The second of these advantages is predicated on the person concerned qualifying under the new immigration system in force from 2021. As we do not know what the rules will be at that time, this hardly seems like much of an advantage at the moment. A spouse will presumably still have to qualify for the £18,600 minimum income rule and a worker will need to be working for an employer with a sponsor licence.

The policy paper states that an EU citizen who arrives on or after 1 November 2019 and does not apply for Euro TRL will become illegally resident and subject to enforcement action after 1 January 2021:

«EU citizens and their family members who move to the UK after 31 October will need to have applied for a UK immigration status (whether Euro TLR or under the new, points-based immigration system) by 31 December 2020. Otherwise, they will be here unlawfully and will be liable to enforcement action, detention and removal as an immigration offender»

The policy paper does not spell this out, but clearly the same applies to EU citizens resident before 31 October 2019 who have not obtained pre settled or settled status under the EU Set-tlement Scheme. This is because enforcers will not be able to tell the difference between a newly arrived EU citizen without status and a long-resident EU citizen without status.

Frankly, no-one will be able to tell the difference between them anyway, at least without checking the Home Office database by phone or online, as none of them are being issued with paperwork. All you get if you do apply is a “secure digital status”, i.e. an entry on a government database. If you are an EU citizen after 2021, whether employers, landlords and so on can be bothered to look you up may determine whether they offer the job or tenancy to you or to a British citizen who has a passport as ready proof.

Family members

Close and extended family members of EU citizens will be able to enter, live, work and study in the UK after 31 October 2019 just the same as EU citizens. The parts of the Immigration (European Economic Area) Regulations 2016 dealing with family members are also being preserved in UK law. However, if they want to remain in the UK long term, they will eventually have to apply under the normal UK family immigration rules, judged to be the most restrictive in the developed world.

Family members can before 2021 make an optional application for Euro TLR if they want to. As for EU citizens, this is voluntary but offers a guaranteed period of leave beyond the start of 2021, when otherwise they would either have to leave, apply under the UK’s normal family rules or become illegally resident. It is a fair bet that a significant number will end up illegally resident, whether knowingly or unknowingly.

The exception to this is Surinder Singh family members of British citizens. British citizens who move abroad after 31 October 2019 will not be able to return later under the Surinder Singh route if there is no deal. If there is a deal, the current Appendix EU rules will apply, which give the British citizen until the expiry of the Withdrawal Agreement to move to the EU.

In the event of no deal, those who are resident abroad before 31 October 2019 will be eligi-ble to return with close family members as long as they do so by 2022. The policy says:
«The current route reflecting EU law will remain open until 29 March 2022 for existing close family members of UK nationals who were resident in the EU27 before exit.»
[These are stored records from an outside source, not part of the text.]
//! Response DTOs for the ledger API
//!
//! Defines the structure of outgoing HTTP response bodies that are not
//! normalized query results.

use serde::Serialize;

use crate::cache::CacheStats;

/// Response body for the stats endpoint (GET /stats)
#[derive(Debug, Clone, Serialize)]
pub struct StatsResponse {
    pub hits: u64,
    pub misses: u64,
    pub bypasses: u64,
    pub failures: u64,
    pub flushes: u64,
    pub total_entries: usize,
    /// hits / (hits + misses)
    pub hit_rate: f64,
    pub ttl_secs: u64,
}

impl StatsResponse {
    /// Creates a new StatsResponse from cache statistics
    pub fn new(stats: &CacheStats, ttl_secs: u64) -> Self {
        Self {
            hits: stats.hits,
            misses: stats.misses,
            bypasses: stats.bypasses,
            failures: stats.failures,
            flushes: stats.flushes,
            total_entries: stats.total_entries,
            hit_rate: stats.hit_rate(),
            ttl_secs,
        }
    }
}

/// Response body for PUT /cache/ttl
#[derive(Debug, Clone, Serialize)]
pub struct TtlResponse {
    pub ttl_secs: u64,
}

/// Response body for DELETE /cache
#[derive(Debug, Clone, Serialize)]
pub struct ClearResponse {
    pub message: String,
    pub removed: usize,
}

impl ClearResponse {
    pub fn new(removed: usize) -> Self {
        Self {
            message: format!("Removed {} cached results", removed),
            removed,
        }
    }
}

/// Response body for POST /trades
#[derive(Debug, Clone, Serialize)]
pub struct TradeResponse {
    pub message: String,
    pub total_trades: usize,
}

/// Response body for the health endpoint (GET /health)
#[derive(Debug, Clone, Serialize)]
pub struct HealthResponse {
    /// Health status (e.g., "healthy")
    pub status: String,
    /// Current timestamp in ISO 8601 format
    pub timestamp: String,
}

impl HealthResponse {
    /// Creates a new HealthResponse with current timestamp
    pub fn healthy() -> Self {
        Self {
            status: "healthy".to_string(),
            timestamp: chrono::Utc::now().to_rfc3339(),
        }
    }
}

#[cfg(test)]
mod tests {
    use super::*;

    #[test]
    fn test_stats_response_hit_rate() {
        let stats = CacheStats {
            hits: 80,
            misses: 20,
            ..CacheStats::default()
        };
        let resp = StatsResponse::new(&stats, 600);
        assert!((resp.hit_rate - 0.8).abs() < 0.001);
        assert_eq!(resp.ttl_secs, 600);
    }

    #[test]
    fn test_clear_response_message() {
        let resp = ClearResponse::new(3);
        let json = serde_json::to_string(&resp).unwrap();
        assert!(json.contains("Removed 3"));
    }

    #[test]
    fn test_health_response_serialize() {
        let resp = HealthResponse::healthy();
        let json = serde_json::to_string(&resp).unwrap();
        assert!(json.contains("healthy"));
        assert!(json.contains("timestamp"));
    }
}
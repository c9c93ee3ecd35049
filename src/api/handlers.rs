//! API Handlers
//!
//! HTTP request handlers for the ledger endpoints. Cached query results pass
//! through the checked normalizer entry points before leaving the process.

use std::sync::Arc;

use axum::{
    extract::{Query, State},
    Json,
};
use serde_json::{Map, Value as JsonValue};
use tracing::info;

use crate::cache::Cacheable;
use crate::error::{Error, Result};
use crate::ledger::Ledger;
use crate::models::{
    ClearResponse, HealthResponse, QueryParams, StatsResponse, TradeRequest, TradeResponse,
    TtlRequest, TtlResponse,
};
use crate::normalize::{normalize_to_mapping, normalize_to_sequence};

/// Application state shared across all handlers.
#[derive(Clone)]
pub struct AppState {
    /// The ledger and the cache it owns
    pub ledger: Arc<Ledger>,
}

impl AppState {
    /// Creates a new AppState around the given ledger.
    pub fn new(ledger: Ledger) -> Self {
        Self {
            ledger: Arc::new(ledger),
        }
    }

    /// Creates a new AppState from configuration.
    pub fn from_config(config: &crate::config::Config) -> Self {
        Self::new(Ledger::new(config.cache_ttl_secs))
    }
}

/// Runs a ledger call on the blocking pool.
///
/// Cached reads may wait on another caller computing the same result, which
/// must not stall a runtime worker.
async fn run_blocking<R, F>(state: &AppState, call: F) -> Result<R>
where
    R: Send + 'static,
    F: FnOnce(&Ledger) -> Result<R> + Send + 'static,
{
    let ledger = Arc::clone(&state.ledger);
    tokio::task::spawn_blocking(move || call(ledger.as_ref()))
        .await
        .map_err(|e| Error::Internal(format!("ledger task failed: {}", e)))?
}

/// Handler for GET /balances
pub async fn balances_handler(
    State(state): State<AppState>,
    Query(params): Query<QueryParams>,
) -> Result<Json<Map<String, JsonValue>>> {
    let result = run_blocking(&state, move |l| l.query_balances(params.ignore_cache)).await?;
    Ok(Json(normalize_to_mapping(&result)?))
}

/// Handler for GET /trades
pub async fn trades_handler(
    State(state): State<AppState>,
    Query(params): Query<QueryParams>,
) -> Result<Json<Vec<JsonValue>>> {
    let result = run_blocking(&state, move |l| {
        l.query_trades(params.location.as_deref(), params.ignore_cache)
    })
    .await?;
    Ok(Json(normalize_to_sequence(&result)?))
}

/// Handler for GET /history
pub async fn history_handler(
    State(state): State<AppState>,
    Query(params): Query<QueryParams>,
) -> Result<Json<Vec<JsonValue>>> {
    let result =
        run_blocking(&state, move |l| l.query_location_history(params.ignore_cache)).await?;
    Ok(Json(normalize_to_sequence(&result)?))
}

/// Handler for GET /version
pub async fn version_handler(
    State(state): State<AppState>,
    Query(params): Query<QueryParams>,
) -> Result<Json<Map<String, JsonValue>>> {
    let result = run_blocking(&state, move |l| l.query_version(params.ignore_cache)).await?;
    Ok(Json(normalize_to_mapping(&result)?))
}

/// Handler for POST /trades
///
/// Records a trade; the ledger flushes the cached reads it invalidates.
pub async fn add_trade_handler(
    State(state): State<AppState>,
    Json(req): Json<TradeRequest>,
) -> Result<Json<TradeResponse>> {
    let trade = req.into_trade()?;
    let message = format!("Trade at {} recorded", trade.location);
    let total_trades = state.ledger.add_trade(trade);

    Ok(Json(TradeResponse {
        message,
        total_trades,
    }))
}

/// Handler for PUT /cache/ttl
pub async fn set_ttl_handler(
    State(state): State<AppState>,
    Json(req): Json<TtlRequest>,
) -> Json<TtlResponse> {
    state.ledger.set_cache_ttl_secs(req.ttl_secs);
    Json(TtlResponse {
        ttl_secs: state.ledger.cache_ttl_secs(),
    })
}

/// Handler for DELETE /cache
pub async fn clear_cache_handler(State(state): State<AppState>) -> Json<ClearResponse> {
    let removed = state.ledger.results_cache().clear();
    info!("Cache cleared, {} results removed", removed);
    Json(ClearResponse::new(removed))
}

/// Handler for GET /stats
pub async fn stats_handler(State(state): State<AppState>) -> Json<StatsResponse> {
    let cache = state.ledger.results_cache();
    Json(StatsResponse::new(&cache.stats(), cache.ttl_secs()))
}

/// Handler for GET /health
pub async fn health_handler() -> Json<HealthResponse> {
    Json(HealthResponse::healthy())
}
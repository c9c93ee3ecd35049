//! Cache Statistics Module
//!
//! Tracks how cached operations were served.

use serde::Serialize;

// == Cache Stats ==
/// Counters for one cache store.
#[derive(Debug, Clone, Default, Serialize, PartialEq)]
pub struct CacheStats {
    /// Calls answered from a fresh entry
    pub hits: u64,
    /// Calls that ran the operation (bypasses included)
    pub misses: u64,
    /// Calls that asked to skip the cache
    pub bypasses: u64,
    /// Operation runs that returned an error
    pub failures: u64,
    /// Entries removed by an explicit flush
    pub flushes: u64,
    /// Current number of entries in the store
    pub total_entries: usize,
}

impl CacheStats {
    // == Constructor ==
    /// Creates a new CacheStats with all counters at zero.
    pub fn new() -> Self {
        Self::default()
    }

    // == Hit Rate ==
    /// Returns hits / (hits + misses), or 0.0 if nothing was called yet.
    pub fn hit_rate(&self) -> f64 {
        let total = self.hits + self.misses;
        if total == 0 {
            0.0
        } else {
            self.hits as f64 / total as f64
        }
    }

    pub fn record_hit(&mut self) {
        self.hits += 1;
    }

    pub fn record_miss(&mut self) {
        self.misses += 1;
    }

    pub fn record_bypass(&mut self) {
        self.bypasses += 1;
    }

    pub fn record_failure(&mut self) {
        self.failures += 1;
    }

    pub fn record_flush(&mut self) {
        self.flushes += 1;
    }

    pub fn set_total_entries(&mut self, count: usize) {
        self.total_entries = count;
    }
}

// == Unit Tests ==
#[cfg(test)]
mod tests {
    use super::*;

    #[test]
    fn test_stats_new() {
        let stats = CacheStats::new();
        assert_eq!(stats, CacheStats::default());
        assert_eq!(stats.hit_rate(), 0.0);
    }

    #[test]
    fn test_hit_rate_mixed() {
        let mut stats = CacheStats::new();
        stats.record_hit();
        stats.record_hit();
        stats.record_hit();
        stats.record_miss();
        assert_eq!(stats.hit_rate(), 0.75);
    }

    #[test]
    fn test_hit_rate_all_misses() {
        let mut stats = CacheStats::new();
        stats.record_miss();
        stats.record_bypass();
        stats.record_miss();
        assert_eq!(stats.hit_rate(), 0.0);
        assert_eq!(stats.bypasses, 1);
    }

    #[test]
    fn test_failure_and_flush_counters() {
        let mut stats = CacheStats::new();
        stats.record_failure();
        stats.record_flush();
        stats.record_flush();
        stats.set_total_entries(3);
        assert_eq!(stats.failures, 1);
        assert_eq!(stats.flushes, 2);
        assert_eq!(stats.total_entries, 3);
    }
}
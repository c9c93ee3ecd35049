//! Value Categories
//!
//! The closed set of value shapes the normalizer knows how to turn into JSON.
//! Domain types enter the normalizer by converting themselves into a [`Value`].

use std::fmt;
use std::sync::Arc;

use rust_decimal::Decimal;
use serde_json::{Number, Value as Json};

// == Capabilities ==
/// A value whose canonical external representation is a stable string identifier.
pub trait Identified {
    fn identifier(&self) -> &str;
}

/// A value that knows how to produce its own representation.
pub trait Serializable: fmt::Debug + Send + Sync {
    fn serialize(&self) -> Serialized;
}

/// A structured value exposing a mapping from field name to field value.
pub trait Record: fmt::Debug + Send + Sync {
    fn fields(&self) -> Vec<(&'static str, Value)>;
}

/// Output of [`Serializable::serialize`].
#[derive(Debug, Clone)]
pub enum Serialized {
    /// Already JSON-safe, returned untouched
    Finished(Json),
    /// Still holds raw domain values and is normalized recursively
    Partial(Value),
}

// == Map Keys ==
/// Key of a [`Value::Map`] entry.
#[derive(Debug, Clone, PartialEq, Eq, Hash)]
pub enum Key {
    Str(String),
    /// Replaced by its identifier string in the output
    Identifier(String),
}

impl Key {
    pub fn identifier(value: &impl Identified) -> Self {
        Key::Identifier(value.identifier().to_string())
    }

    pub fn as_str(&self) -> &str {
        match self {
            Key::Str(s) | Key::Identifier(s) => s,
        }
    }
}

impl From<&str> for Key {
    fn from(s: &str) -> Self {
        Key::Str(s.to_string())
    }
}

impl From<String> for Key {
    fn from(s: String) -> Self {
        Key::Str(s)
    }
}

// == Pre-shaped Rows ==
/// A single field of a [`Row`].
#[derive(Debug, Clone, PartialEq)]
pub enum Field {
    /// Passes through as a plain integer
    Time(i64),
    /// Emitted as an exact decimal string
    Amount(Decimal),
    /// Emitted as its display string
    Category(String),
    /// Emitted as its identifier string
    Identifier(String),
}

/// A value kind with a fixed field layout, e.g. a balance-history row.
#[derive(Debug, Clone, Default, PartialEq)]
pub struct Row {
    fields: Vec<(&'static str, Field)>,
}

impl Row {
    pub fn new() -> Self {
        Self::default()
    }

    pub fn time(mut self, name: &'static str, ts: i64) -> Self {
        self.fields.push((name, Field::Time(ts)));
        self
    }

    pub fn amount(mut self, name: &'static str, amount: Decimal) -> Self {
        self.fields.push((name, Field::Amount(amount)));
        self
    }

    pub fn category(mut self, name: &'static str, category: &impl fmt::Display) -> Self {
        self.fields.push((name, Field::Category(category.to_string())));
        self
    }

    pub fn identifier(mut self, name: &'static str, value: &impl Identified) -> Self {
        self.fields
            .push((name, Field::Identifier(value.identifier().to_string())));
        self
    }

    pub fn fields(&self) -> &[(&'static str, Field)] {
        &self.fields
    }
}

// == Value ==
/// Input taxonomy of the normalizer.
///
/// Adding a variant forces every `match` over it to be revisited, so new
/// domain value kinds cannot silently fall through to passthrough.
#[derive(Debug, Clone)]
pub enum Value {
    Null,
    Bool(bool),
    Number(Number),
    Str(String),
    Decimal(Decimal),
    Bytes(Vec<u8>),
    List(Vec<Value>),
    Map(Vec<(Key, Value)>),
    /// Rejected by the normalizer
    Tuple(Vec<Value>),
    Row(Row),
    Serializable(Arc<dyn Serializable>),
    Record(Arc<dyn Record>),
    Identifier(String),
    Enumerated(String),
}

impl Value {
    pub fn identifier(value: &impl Identified) -> Self {
        Value::Identifier(value.identifier().to_string())
    }

    pub fn enumerated(value: &impl fmt::Display) -> Self {
        Value::Enumerated(value.to_string())
    }

    pub fn serializable(value: impl Serializable + 'static) -> Self {
        Value::Serializable(Arc::new(value))
    }

    pub fn record(value: impl Record + 'static) -> Self {
        Value::Record(Arc::new(value))
    }

    /// Builds a map from string keys.
    pub fn map<K: Into<Key>>(entries: impl IntoIterator<Item = (K, Value)>) -> Self {
        Value::Map(entries.into_iter().map(|(k, v)| (k.into(), v)).collect())
    }

    /// Short name of the category, used in error messages and logs.
    pub fn kind(&self) -> &'static str {
        match self {
            Value::Null => "null",
            Value::Bool(_) => "bool",
            Value::Number(_) => "number",
            Value::Str(_) => "string",
            Value::Decimal(_) => "decimal",
            Value::Bytes(_) => "bytes",
            Value::List(_) => "list",
            Value::Map(_) => "map",
            Value::Tuple(_) => "tuple",
            Value::Row(_) => "row",
            Value::Serializable(_) => "serializable",
            Value::Record(_) => "record",
            Value::Identifier(_) => "identifier",
            Value::Enumerated(_) => "enumerated",
        }
    }
}

// == Conversions ==
impl From<bool> for Value {
    fn from(b: bool) -> Self {
        Value::Bool(b)
    }
}

impl From<i64> for Value {
    fn from(n: i64) -> Self {
        Value::Number(n.into())
    }
}

impl From<u64> for Value {
    fn from(n: u64) -> Self {
        Value::Number(n.into())
    }
}

impl From<f64> for Value {
    /// Non-finite floats have no JSON representation and become `Null`.
    fn from(f: f64) -> Self {
        Number::from_f64(f).map_or(Value::Null, Value::Number)
    }
}

impl From<&str> for Value {
    fn from(s: &str) -> Self {
        Value::Str(s.to_string())
    }
}

impl From<String> for Value {
    fn from(s: String) -> Self {
        Value::Str(s)
    }
}

impl From<Decimal> for Value {
    fn from(d: Decimal) -> Self {
        Value::Decimal(d)
    }
}

impl From<Row> for Value {
    fn from(row: Row) -> Self {
        Value::Row(row)
    }
}

impl<T: Into<Value>> From<Vec<T>> for Value {
    fn from(items: Vec<T>) -> Self {
        Value::List(items.into_iter().map(Into::into).collect())
    }
}

impl<T: Into<Value>> From<Option<T>> for Value {
    fn from(opt: Option<T>) -> Self {
        opt.map_or(Value::Null, Into::into)
    }
}

impl From<Json> for Value {
    /// Structural conversion, so normalized output can be fed back in.
    fn from(json: Json) -> Self {
        match json {
            Json::Null => Value::Null,
            Json::Bool(b) => Value::Bool(b),
            Json::Number(n) => Value::Number(n),
            Json::String(s) => Value::Str(s),
            Json::Array(items) => Value::List(items.into_iter().map(Value::from).collect()),
            Json::Object(map) => Value::Map(
                map.into_iter()
                    .map(|(k, v)| (Key::Str(k), Value::from(v)))
                    .collect(),
            ),
        }
    }
}
//! normcache - JSON-safe normalization and per-owner result caching
//!
//! Converts nested domain value graphs into JSON trees without losing numeric
//! precision, and memoizes expensive per-object queries for a configurable
//! time window keyed by call signature.

pub mod api;
pub mod cache;
pub mod config;
pub mod error;
pub mod ledger;
pub mod models;
pub mod normalize;

pub use api::AppState;
pub use config::Config;
pub use error::{Error, Result};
Given that Surinder Singh currently applies to extended family members and only close family members are mentioned here, it looks like extended family members will not be able to enter the UK under Surinder Singh after 31 October 2019.

How will treatment of resident and newly arrived EU citizens differ?

There is a major question mark over how the Home Office is going to distinguish after 31 October 2019 between EU citizens who are already resident and those who are newly ar-rived. It seems likely that some EU citizens are going to end up with the wrong status, either because they do not understand which application to make or because they are unable to prove their entitlement under the EU Settlement Scheme. In the short term this will not mat-ter, so EU citizens may not notice the problem. When grants of Euro TLR start expiring from 2022 onwards and EU citizens holding that status find they do not qualify under the new rules, that is going to cause huge disruption.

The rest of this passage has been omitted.